Sen. Elizabeth Warren released significant details around her Medicare for All proposal last week. Much of the critical commentary has taken exception to the math and logic behind the Democratic presidential candidate’s analysis. She appears to have significantly underestimated the costs of the proposal and exaggerated or double-counted the revenue that could be raised from her new taxes.

Last week, the Committee for a Responsible Federal Budget released an independent analysis of how Medicare for All could be financed. The options all included massive tax increases or spending cuts so large they would devastate virtually every other part of the federal budget. One option would more than triple the payroll tax to 32% and apply it to all earned income. Another option would increase income tax rates by 25 percentage points — taking the lowest bracket from the current 10% of income to 35% of income.

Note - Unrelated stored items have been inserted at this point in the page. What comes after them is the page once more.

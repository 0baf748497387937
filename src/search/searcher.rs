use tracing::debug;

use crate::scoring::score_embedding;
use crate::taxonomy::{IdScope, TaxonomyNode, TaxonomyTree, is_well_formed};

use super::types::{ScoredNode, SearchMode};

/// Scores `node` and all of its descendants against `query`.
///
/// `node_id` is used for `node` when it has no well-formed stored id. Descendants are addressed
/// by their stored id if it extends their parent's id and is not already taken in the subtree,
/// otherwise by `parent_id.key`. Nodes without an embedding score 0 and their children are
/// still visited.
///
/// Traversal uses an explicit stack, so depth is limited only by memory.
pub fn search_subtree<'a>(
    query: &[f32],
    node: &'a TaxonomyNode,
    node_id: &str,
    mode: SearchMode,
) -> Vec<ScoredNode<'a>> {
    let id = node
        .id
        .as_deref()
        .filter(|id| is_well_formed(id))
        .unwrap_or(node_id);
    scan_subtree(query, node, id, mode).0
}

/// Scores every node of the tree without pruning.
pub fn search_tree<'a>(query: &[f32], tree: &'a TaxonomyTree, mode: SearchMode) -> Vec<ScoredNode<'a>> {
    let mut results = Vec::new();
    for (branch, id) in tree.branch_ids() {
        results.extend(scan_subtree(query, branch, &id, mode).0);
    }
    match mode {
        SearchMode::AllMatches => results,
        SearchMode::SingleBest => first_best(results).into_iter().collect(),
    }
}

/// Returns the results and the number of nodes scored. `node_id` is `node`'s resolved id.
pub(crate) fn scan_subtree<'a>(
    query: &[f32],
    node: &'a TaxonomyNode,
    node_id: &str,
    mode: SearchMode,
) -> (Vec<ScoredNode<'a>>, usize) {
    let mut scope = IdScope::seeded(node_id);
    let mut stack: Vec<(&'a TaxonomyNode, String, usize)> = vec![(node, node_id.to_string(), 0)];
    let mut best: Option<ScoredNode<'a>> = None;
    let mut all = Vec::new();
    let mut visited = 0usize;

    while let Some((current, id, depth)) = stack.pop() {
        visited += 1;
        let score = score_embedding(query, current.embedding(), current.label());
        debug!(
            depth,
            id = %id,
            node = current.label(),
            similarity = score,
            "Compared with taxonomy node"
        );

        let children = scope.resolve_children(&current.children, &id);
        for (child, next_id) in children.into_iter().rev() {
            stack.push((child, next_id, depth + 1));
        }

        let scored = ScoredNode {
            node: current,
            score,
            id,
            depth,
        };
        match mode {
            SearchMode::SingleBest => {
                if best.as_ref().is_none_or(|b| scored.score > b.score) {
                    best = Some(scored);
                }
            }
            SearchMode::AllMatches => all.push(scored),
        }
    }

    match mode {
        SearchMode::SingleBest => (best.into_iter().collect(), visited),
        SearchMode::AllMatches => (all, visited),
    }
}

/// Highest-scoring entry; the earliest one wins ties.
pub(crate) fn first_best<'a>(results: Vec<ScoredNode<'a>>) -> Option<ScoredNode<'a>> {
    results.into_iter().fold(None, |best, candidate| match best {
        Some(b) if candidate.score <= b.score => Some(b),
        _ => Some(candidate),
    })
}
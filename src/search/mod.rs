//! Taxonomy similarity search.
//!
//! Searching a query vector against a [`TaxonomyTree`](crate::taxonomy::TaxonomyTree) runs in
//! three steps:
//!
//! 1. [`search_subtree`] scores every node of a subtree (pre-order, explicit stack).
//! 2. [`prune_and_search`] ranks the top-level branches by the best score found anywhere below
//!    them and searches only the first `top_n` in full.
//! 3. [`MatchPolicy::select`] reduces the scored set to the final matches.
//!
//! Ordering is deterministic: traversal is pre-order in stored child order, branch ranking is a
//! stable sort, and every tie goes to the result encountered first.

/// Search error types.
pub mod error;
/// Result selection policies.
pub mod policy;
/// Top-level branch pruning.
pub mod pruner;
/// Subtree scoring.
pub mod searcher;
/// Search result types.
pub mod types;


pub use error::{SearchError, SearchResult};
pub use policy::MatchPolicy;
pub use pruner::prune_and_search;
pub use searcher::{search_subtree, search_tree};
pub use types::{BranchScore, PrunedSearch, ScoredNode, SearchMode};
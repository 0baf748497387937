//! Configuration error types.

use std::path::PathBuf;
use thiserror::Error;

/// Errors that can occur during configuration loading and validation.
#[derive(Debug, Error)]
pub enum ConfigError {
    /// An environment variable was set but could not be parsed or is out of range.
    #[error("invalid value '{value}' for {name}: {reason}")]
    InvalidValue {
        name: &'static str,
        value: String,
        reason: String,
    },

    /// Specified path does not exist on the filesystem.
    #[error("path does not exist: {path}")]
    PathNotFound { path: PathBuf },

    /// Path exists but is not a file (when a file was expected).
    #[error("path is not a file: {path}")]
    NotAFile { path: PathBuf },

    /// Parent directory of an output path does not exist.
    #[error("parent directory does not exist for output path: {path}")]
    MissingParentDir { path: PathBuf },
}
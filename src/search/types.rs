use crate::taxonomy::TaxonomyNode;

/// How much of a subtree scan to keep.
#[derive(Debug, Clone, Copy, PartialEq, Eq)]
pub enum SearchMode {
    /// Keep only the highest-scoring node (first encountered wins ties).
    SingleBest,
    /// Keep every visited node.
    AllMatches,
}

/// A node with its similarity to the query.
#[derive(Debug, Clone)]
pub struct ScoredNode<'a> {
    pub node: &'a TaxonomyNode,
    pub score: f32,
    /// Stored id, or the id synthesized from the node's position.
    pub id: String,
    /// Depth below the top-level branch (the branch itself is 0).
    pub depth: usize,
}

/// First-pass ranking entry for one top-level branch.
#[derive(Debug, Clone)]
pub struct BranchScore<'a> {
    pub branch: &'a TaxonomyNode,
    pub id: String,
    /// Best score anywhere in the branch, including the branch node.
    pub best_score: f32,
    /// Position of the branch in the tree's authored order.
    pub position: usize,
}

/// Output of [`prune_and_search`](super::prune_and_search).
#[derive(Debug, Clone, Default)]
pub struct PrunedSearch<'a> {
    /// Every top-level branch, ranked by `best_score` descending (ties keep authored order).
    pub branches: Vec<BranchScore<'a>>,
    /// How many leading entries of `branches` were searched in full.
    pub selected: usize,
    /// Results from the full search, grouped by branch in ranked order.
    pub results: Vec<ScoredNode<'a>>,
    /// Nodes scored during the full search.
    pub visited: usize,
}

impl<'a> PrunedSearch<'a> {
    /// The branches that were searched in full.
    pub fn selected_branches(&self) -> &[BranchScore<'a>] {
        &self.branches[..self.selected]
    }

    pub fn is_empty(&self) -> bool {
        self.results.is_empty()
    }
}
//! File I/O for taxonomies, skills and match records.
//!
//! Taxonomies are JSON, either the tagged `{"root": {...}}` snapshot written by
//! [`save_taxonomy`] or the legacy nested mapping with `_`-prefixed metadata keys. Skills are a
//! JSON array. Records are written as JSON Lines.

pub mod error;


pub use error::{StorageError, StorageResult};

use std::path::Path;

use serde_json::Value;
use tracing::{debug, info};

use crate::constants::{MAX_SNAPSHOT_DEPTH, TAGGED_ROOT_KEY};
use crate::mapping::{MatchRecord, Skill};
use crate::taxonomy::{StructuralTaxonomyError, TaxonomyError, TaxonomyTree, is_legacy_document};

/// On-disk layout a taxonomy was read from.
#[derive(Debug, Clone, Copy, PartialEq, Eq)]
pub enum TaxonomyFormat {
    Tagged,
    Legacy,
}

/// A taxonomy read from disk, with any problems found while converting it.
#[derive(Debug, Clone)]
pub struct LoadedTaxonomy {
    pub tree: TaxonomyTree,
    pub format: TaxonomyFormat,
    /// Non-fatal conversion problems (legacy format only).
    pub warnings: Vec<StructuralTaxonomyError>,
}

/// Reads a taxonomy, detecting the tagged or legacy format.
///
/// A tagged snapshot is a document whose only key is `root`; see
/// [`is_legacy_document`]. Unknown fields in a tagged snapshot are an error.
pub async fn load_taxonomy(path: impl AsRef<Path>) -> StorageResult<LoadedTaxonomy> {
    let path = path.as_ref();
    let value: Value = read_json(path).await?;
    let taxonomy_err = |source: TaxonomyError| StorageError::Taxonomy {
        path: path.to_path_buf(),
        source,
    };

    let loaded = if is_legacy_document(&value) {
        let (tree, warnings) = TaxonomyTree::from_legacy_json(&value).map_err(taxonomy_err)?;
        LoadedTaxonomy {
            tree,
            format: TaxonomyFormat::Legacy,
            warnings,
        }
    } else {
        if !value.get(TAGGED_ROOT_KEY).is_some_and(Value::is_object) {
            return Err(taxonomy_err(TaxonomyError::MissingRoot));
        }
        let tree: TaxonomyTree =
            serde_json::from_value(value).map_err(|e| taxonomy_err(TaxonomyError::Json(e)))?;
        LoadedTaxonomy {
            tree,
            format: TaxonomyFormat::Tagged,
            warnings: Vec::new(),
        }
    };

    info!(
        path = %path.display(),
        format = ?loaded.format,
        branches = loaded.tree.branch_count(),
        nodes = loaded.tree.node_count(),
        "Loaded taxonomy"
    );
    Ok(loaded)
}

/// Writes the tagged snapshot (pretty-printed).
///
/// Trees deeper than [`MAX_SNAPSHOT_DEPTH`] are rejected with [`StorageError::TooDeep`], since
/// [`load_taxonomy`] could not read them back.
pub async fn save_taxonomy(path: impl AsRef<Path>, tree: &TaxonomyTree) -> StorageResult<()> {
    let path = path.as_ref();
    let depth = tree.walk().map(|entry| entry.depth).max().unwrap_or(0);
    if depth > MAX_SNAPSHOT_DEPTH {
        return Err(StorageError::TooDeep {
            path: path.to_path_buf(),
            depth,
            max: MAX_SNAPSHOT_DEPTH,
        });
    }
    let bytes = serde_json::to_vec_pretty(tree).map_err(|source| StorageError::Json {
        path: path.to_path_buf(),
        source,
    })?;
    write_bytes(path, &bytes).await?;

    info!(path = %path.display(), nodes = tree.node_count(), "Saved taxonomy snapshot");
    Ok(())
}

/// Reads a JSON array of skills.
pub async fn load_skills(path: impl AsRef<Path>) -> StorageResult<Vec<Skill>> {
    let path = path.as_ref();
    let skills: Vec<Skill> = read_json(path).await?;
    info!(path = %path.display(), skills = skills.len(), "Loaded skills");
    Ok(skills)
}

/// Writes one JSON object per record per line. An empty slice produces an empty file.
pub async fn write_records(path: impl AsRef<Path>, records: &[MatchRecord]) -> StorageResult<()> {
    let path = path.as_ref();
    let mut buf = Vec::with_capacity(records.len() * 160);
    for record in records {
        serde_json::to_writer(&mut buf, record).map_err(|source| StorageError::Json {
            path: path.to_path_buf(),
            source,
        })?;
        buf.push(b'\n');
    }
    write_bytes(path, &buf).await?;

    info!(path = %path.display(), records = records.len(), "Wrote match records");
    Ok(())
}

async fn read_json<T: serde::de::DeserializeOwned>(path: &Path) -> StorageResult<T> {
    let bytes = tokio::fs::read(path).await.map_err(|source| StorageError::Io {
        path: path.to_path_buf(),
        source,
    })?;
    debug!(path = %path.display(), bytes = bytes.len(), "Read file");

    serde_json::from_slice(&bytes).map_err(|source| StorageError::Json {
        path: path.to_path_buf(),
        source,
    })
}

async fn write_bytes(path: &Path, bytes: &[u8]) -> StorageResult<()> {
    let io_err = |source: std::io::Error| StorageError::Io {
        path: path.to_path_buf(),
        source,
    };

    if let Some(parent) = path.parent().filter(|p| !p.as_os_str().is_empty()) {
        tokio::fs::create_dir_all(parent).await.map_err(io_err)?;
    }
    tokio::fs::write(path, bytes).await.map_err(io_err)
}
use thiserror::Error;

/// Reasons two vectors cannot be compared.
#[derive(Debug, Clone, PartialEq, Error)]
pub enum ScoringError {
    #[error("cannot score an empty vector")]
    EmptyVector,

    #[error("vector dimension mismatch: {left} vs {right}")]
    DimensionMismatch { left: usize, right: usize },

    #[error("cannot score a zero-norm vector")]
    ZeroNorm,

    #[error("similarity is not finite (vector contains NaN or infinity)")]
    NonFinite,
}
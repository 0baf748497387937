use async_trait::async_trait;
use tracing::debug;

use crate::constants::DEFAULT_STUB_EMBEDDING_DIM;

use super::error::{EmbeddingError, EmbeddingResult};
use super::provider::EmbeddingProvider;

/// Deterministic embedder for tests and model-free runs.
///
/// Vectors are unit-length pseudo-random values seeded from a BLAKE3 hash of the text, so the
/// same text always embeds identically across runs and platforms. Similar texts are *not*
/// close; only identical texts are.
#[derive(Debug, Clone)]
pub struct StubEmbedder {
    dim: usize,
}

impl Default for StubEmbedder {
    fn default() -> Self {
        Self {
            dim: DEFAULT_STUB_EMBEDDING_DIM,
        }
    }
}

impl StubEmbedder {
    pub fn new(dim: usize) -> EmbeddingResult<Self> {
        if dim == 0 {
            return Err(EmbeddingError::InvalidConfig {
                reason: "stub embedding dimension must be non-zero".to_string(),
            });
        }
        Ok(Self { dim })
    }

    /// Synchronous form of [`EmbeddingProvider::embed`].
    pub fn embed_sync(&self, text: &str) -> EmbeddingResult<Vec<f32>> {
        if text.trim().is_empty() {
            return Err(EmbeddingError::EmptyText);
        }

        debug!(text_len = text.len(), "Generating stub embedding");

        let hash = blake3::hash(text.as_bytes());
        let seed_bytes: [u8; 8] = hash.as_bytes()[0..8]
            .try_into()
            .map_err(|_| EmbeddingError::InvalidResponse {
                reason: "BLAKE3 digest shorter than 8 bytes".to_string(),
            })?;
        let mut state = u64::from_le_bytes(seed_bytes);

        let mut embedding = Vec::with_capacity(self.dim);
        for _ in 0..self.dim {
            state = state.wrapping_mul(6364136223846793005).wrapping_add(1);
            let value = ((state >> 32) as f32 / u32::MAX as f32) * 2.0 - 1.0;
            embedding.push(value);
        }

        let norm: f32 = embedding.iter().map(|x| x * x).sum::<f32>().sqrt();
        if norm > 0.0 {
            for x in &mut embedding {
                *x /= norm;
            }
        }

        Ok(embedding)
    }
}

#[async_trait]
impl EmbeddingProvider for StubEmbedder {
    async fn embed(&self, text: &str) -> EmbeddingResult<Vec<f32>> {
        self.embed_sync(text)
    }

    fn embedding_dim(&self) -> Option<usize> {
        Some(self.dim)
    }

    fn name(&self) -> &str {
        "stub"
    }
}
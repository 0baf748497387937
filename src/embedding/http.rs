use std::time::Duration;

use async_trait::async_trait;
use reqwest::StatusCode;
use reqwest::header::{AUTHORIZATION, CONTENT_TYPE, HeaderMap, HeaderValue};
use serde::{Deserialize, Serialize};
use tracing::{debug, warn};

use crate::constants::validate_embedding_dim;

use super::config::EmbeddingConfig;
use super::error::{EmbeddingError, EmbeddingResult};
use super::provider::EmbeddingProvider;

const RETRY_BASE_BACKOFF: Duration = Duration::from_millis(250);
const MAX_BACKOFF_SHIFT: u32 = 5;

/// Client for OpenAI-compatible `/embeddings` endpoints.
#[derive(Debug, Clone)]
pub struct HttpEmbedder {
    client: reqwest::Client,
    endpoint: String,
    model: String,
    max_retries: usize,
    expected_dim: Option<usize>,
}

impl HttpEmbedder {
    pub fn from_config(config: &EmbeddingConfig) -> EmbeddingResult<Self> {
        config.validate()?;
        let base_url = config
            .base_url
            .as_deref()
            .ok_or_else(|| EmbeddingError::InvalidConfig {
                reason: "HTTP embedder requires a base URL".to_string(),
            })?;

        let mut headers = HeaderMap::new();
        headers.insert(CONTENT_TYPE, HeaderValue::from_static("application/json"));
        if let Some(key) = &config.api_key {
            let auth = HeaderValue::from_str(&format!("Bearer {}", key.trim())).map_err(|_| {
                EmbeddingError::InvalidConfig {
                    reason: "API key contains invalid header characters".to_string(),
                }
            })?;
            headers.insert(AUTHORIZATION, auth);
        }

        let client = reqwest::Client::builder()
            .timeout(config.timeout)
            .default_headers(headers)
            .build()
            .map_err(|e| EmbeddingError::InvalidConfig {
                reason: format!("failed to build HTTP client: {e}"),
            })?;

        Ok(Self {
            client,
            endpoint: format!("{}/embeddings", base_url.trim_end_matches('/')),
            model: config.model.clone(),
            max_retries: config.max_retries,
            expected_dim: config.expected_dim,
        })
    }

    pub fn endpoint(&self) -> &str {
        &self.endpoint
    }

    /// Embeds several texts in one request; output order matches input order.
    pub async fn embed_batch(&self, inputs: &[&str]) -> EmbeddingResult<Vec<Vec<f32>>> {
        if inputs.is_empty() {
            return Ok(Vec::new());
        }
        if inputs.iter().any(|t| t.trim().is_empty()) {
            return Err(EmbeddingError::EmptyText);
        }

        let mut attempt = 0usize;
        loop {
            attempt += 1;
            match self.send(inputs).await {
                Ok(vectors) => return Ok(vectors),
                Err(err) if is_retryable(&err) && attempt < self.max_retries => {
                    let backoff = retry_backoff(attempt);
                    warn!(
                        attempt,
                        max_retries = self.max_retries,
                        backoff_ms = backoff.as_millis() as u64,
                        error = %err,
                        "Embedding request failed, retrying"
                    );
                    tokio::time::sleep(backoff).await;
                }
                Err(err) => return Err(err),
            }
        }
    }

    async fn send(&self, inputs: &[&str]) -> EmbeddingResult<Vec<Vec<f32>>> {
        let request = EmbeddingRequest {
            model: &self.model,
            input: inputs,
        };

        debug!(endpoint = %self.endpoint, inputs = inputs.len(), "Sending embedding request");

        let response = self.client.post(&self.endpoint).json(&request).send().await?;
        let status = response.status();
        if !status.is_success() {
            let body = response
                .text()
                .await
                .unwrap_or_else(|_| "<body unavailable>".to_string());
            return Err(EmbeddingError::Status {
                status: status.as_u16(),
                body,
            });
        }

        let mut parsed: EmbeddingResponse = response.json().await?;
        parsed.data.sort_by_key(|entry| entry.index);

        if parsed.data.len() != inputs.len() {
            return Err(EmbeddingError::InvalidResponse {
                reason: format!(
                    "endpoint returned {} embeddings for {} inputs",
                    parsed.data.len(),
                    inputs.len()
                ),
            });
        }

        let vectors: Vec<Vec<f32>> = parsed.data.into_iter().map(|e| e.embedding).collect();
        for vector in &vectors {
            match self.expected_dim {
                Some(expected) => validate_embedding_dim(vector, expected).map_err(|_| {
                    EmbeddingError::DimensionMismatch {
                        expected,
                        actual: vector.len(),
                    }
                })?,
                None if vector.is_empty() => {
                    return Err(EmbeddingError::InvalidResponse {
                        reason: "endpoint returned an empty embedding".to_string(),
                    });
                }
                None => {}
            }
        }

        Ok(vectors)
    }
}

#[async_trait]
impl EmbeddingProvider for HttpEmbedder {
    async fn embed(&self, text: &str) -> EmbeddingResult<Vec<f32>> {
        let mut vectors = self.embed_batch(&[text]).await?;
        vectors.pop().ok_or_else(|| EmbeddingError::InvalidResponse {
            reason: "endpoint returned no embedding".to_string(),
        })
    }

    fn embedding_dim(&self) -> Option<usize> {
        self.expected_dim
    }

    fn name(&self) -> &str {
        "http"
    }
}

pub(crate) fn is_retryable(err: &EmbeddingError) -> bool {
    match err {
        EmbeddingError::Request { .. } => true,
        EmbeddingError::Status { status, .. } => StatusCode::from_u16(*status)
            .is_ok_and(|s| s == StatusCode::TOO_MANY_REQUESTS || s.is_server_error()),
        _ => false,
    }
}

pub(crate) fn retry_backoff(attempt: usize) -> Duration {
    let shift = (attempt as u32).min(MAX_BACKOFF_SHIFT);
    RETRY_BASE_BACKOFF * (1u32 << shift)
}

#[derive(Serialize)]
struct EmbeddingRequest<'a> {
    model: &'a str,
    input: &'a [&'a str],
}

#[derive(Deserialize)]
struct EmbeddingResponse {
    data: Vec<EmbeddingData>,
}

#[derive(Deserialize)]
struct EmbeddingData {
    #[serde(default)]
    index: usize,
    embedding: Vec<f32>,
}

The financing aspect of the proposal is enormously important, but other aspects of Warren’s plan deserve an equal amount of scrutiny.

Before now, Warren’s radical proposal would never have been introduced by someone with a serious shot at becoming president. But the health care status quo is failing too many Americans. Warren is right that politically connected groups, including big insurance companies and hospitals, benefit from the current rigged system. She is also right that health care prices are generally too high, that provider consolidation is a serious problem, and that health outcomes are generally disappointing.

Her prescription to address these problems is all wrong, however. The best hope to improve our nation’s health care system is explained this way by Harvard business professor Regina Herzlinger: “Choice supports competition, competition fuels innovation, and innovation is the only way to make things better and cheaper.” Medicare for All will remove people’s choices of how to pay for health care, lead providers to compete for government favors rather than to best serve patients, dramatically decrease innovation, and thus worsen outcomes.

The federal government currently causes huge market distortions in health care because of the political process underlying how Medicare sets rates. The process brings intense pressure from interest groups, with the process dominated by medical specialists who unsurprisingly secure better rates for themselves at the expense of general practitioners. The political process underpays for certain services, leading to shortages, and overpays for others, leading to excess utilization. Former senior Obama administration official and medical doctor Atul Gawande argues that it is striking that Medicare, a public program largely for seniors, underpays for general geriatric care, evidenced by the fact that the country has far too few geriatricians.

Medicare also inhibits innovation, and Warren’s proposal would likely lead to much worse health care over time. A whole separate piece should be written on her proposal to commit patent theft for drug manufacturers that don’t bend to the pricing wishes of the political powers that be.

As a result of bias toward maintaining the status quo and risk aversion of regulators, the political process behind Medicare rate setting can result in rates being very difficult to change even as technology improves and better alternatives emerge. This stifles innovation, since the success of any medical innovation depends on Medicare payment policy. That policy, in turn, benefits entrenched interests that thrive under the status quo and resist reforms that threaten existing arrangements they find beneficial.

For evidence of the devastating impact of Medicare’s control of payments, look no further than the sorry state of American kidney care, with high death rates and outdated, inefficient treatments. Only 12% of American patients undergo dialysis at home, where they could receive treatment while they sleep, compared to 80% in Hong Kong and 56% in Guatemala. One kidney care administrator has remarked: “The last 30 years as a country, all we’ve done is wait for kidneys to fail and we put people on dialysis.”

The reason for this devastating outcome? Medicare has covered all end-stage kidney disease treatment since 1973. Dialysis providers can send large bills to Washington to cover inefficient care. They stand in the way of reform while patients, particularly the most vulnerable, suffer. And Medicare — as the single payer for end-stage kidney disease — is the primary culprit for lack of market innovation and the resulting death and destruction.

We should continue to debate the budgetary cost of Medicare for All and the tradeoff of higher taxes and reduced government services in other areas. But we must not forget that Medicare for All would also inflict huge costs on consumers and patients as choice, competition, and innovation are replaced with bureaucracy, lobbying, and stagnation.